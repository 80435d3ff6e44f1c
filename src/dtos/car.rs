//! Car DTOs - Data Transfer Objects per auto

use serde::{Deserialize, Serialize};
use validator::Validate;

/// DTO per creare o sostituire un'auto (senza _id)
#[derive(Serialize, Deserialize, Debug, Clone, PartialEq, Validate)]
#[serde(rename_all = "camelCase")]
pub struct CarDTO {
    #[validate(length(min = 3, message = "Model must be at least 3 characters long"))]
    pub model: String,

    #[validate(range(min = 1900, max = 2022, message = "Year must be between 1900 and 2022"))]
    pub year: i32,

    #[validate(length(min = 3, message = "Color must be at least 3 characters long"))]
    pub color: String,

    #[serde(default)]
    pub status: Option<bool>,

    pub buy_value: i64,

    #[validate(range(min = 2, max = 4, message = "Doors quantity must be between 2 and 4"))]
    pub doors_qty: i32,

    #[validate(range(min = 2, max = 7, message = "Seats quantity must be between 2 and 7"))]
    pub seats_qty: i32,
}

#[cfg(test)]
mod tests {
    use super::*;
    use serde_json::json;

    fn fiat_uno() -> CarDTO {
        CarDTO {
            model: "Fiat Uno".to_string(),
            year: 2000,
            color: "Vermelho".to_string(),
            status: None,
            buy_value: 10000,
            doors_qty: 4,
            seats_qty: 5,
        }
    }

    #[test]
    fn test_valid_car_passes_validation() {
        assert!(fiat_uno().validate().is_ok());
    }

    #[test]
    fn test_every_broken_field_is_reported() {
        let car = CarDTO {
            model: String::new(),
            year: 0,
            color: String::new(),
            status: None,
            buy_value: 0,
            doors_qty: 0,
            seats_qty: 0,
        };

        let errors = car.validate().unwrap_err();
        assert_eq!(errors.field_errors().len(), 5);
        let report = errors.to_string();
        for message in [
            "Model must be at least 3 characters long",
            "Year must be between 1900 and 2022",
            "Color must be at least 3 characters long",
            "Doors quantity must be between 2 and 4",
            "Seats quantity must be between 2 and 7",
        ] {
            assert!(report.contains(message), "missing error: {message}");
        }
    }

    #[test]
    fn test_quantity_bounds_are_inclusive() {
        let mut car = fiat_uno();
        car.doors_qty = 2;
        car.seats_qty = 7;
        assert!(car.validate().is_ok());

        car.doors_qty = 5;
        let errors = car.validate().unwrap_err();
        assert!(errors.to_string().contains("Doors quantity must be between 2 and 4"));
    }

    #[test]
    fn test_year_bounds_are_inclusive() {
        let mut car = fiat_uno();
        for year in [1900, 2022] {
            car.year = year;
            assert!(car.validate().is_ok(), "year {year} should be accepted");
        }

        for year in [1899, 2023] {
            car.year = year;
            let errors = car.validate().unwrap_err();
            assert!(errors.to_string().contains("Year must be between 1900 and 2022"));
        }
    }

    #[test]
    fn test_model_and_color_need_three_characters() {
        let mut car = fiat_uno();
        car.model = "Uno".to_string();
        car.color = "Red".to_string();
        assert!(car.validate().is_ok());

        car.model = "Un".to_string();
        let errors = car.validate().unwrap_err();
        assert!(errors.to_string().contains("Model must be at least 3 characters long"));

        car.model = "Uno".to_string();
        car.color = "Re".to_string();
        let errors = car.validate().unwrap_err();
        assert!(errors.to_string().contains("Color must be at least 3 characters long"));
    }

    #[test]
    fn test_deserializes_camel_case_and_ignores_id() {
        let body = json!({
            "_id": "62549568b2c189bba257c7dd",
            "model": "Ferrari",
            "year": 2022,
            "color": "Red",
            "status": true,
            "buyValue": 1000000,
            "doorsQty": 2,
            "seatsQty": 2
        });

        let car: CarDTO = serde_json::from_value(body).unwrap();
        assert_eq!(car.model, "Ferrari");
        assert_eq!(car.status, Some(true));
        assert_eq!(car.buy_value, 1_000_000);
    }

    #[test]
    fn test_fractional_buy_value_is_rejected() {
        let body = json!({
            "model": "Ferrari",
            "year": 2022,
            "color": "Red",
            "buyValue": 10.5,
            "doorsQty": 2,
            "seatsQty": 2
        });

        assert!(serde_json::from_value::<CarDTO>(body).is_err());
    }
}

### [Problem]
Your reply should hold every line from the data that contains "CarDTO", copied in full.

### [Expected answer]
pub struct CarDTO {
    fn fiat_uno() -> CarDTO {
        CarDTO {
        let car = CarDTO {
        let car: CarDTO = serde_json::from_value(body).unwrap();
        assert!(serde_json::from_value::<CarDTO>(body).is_err());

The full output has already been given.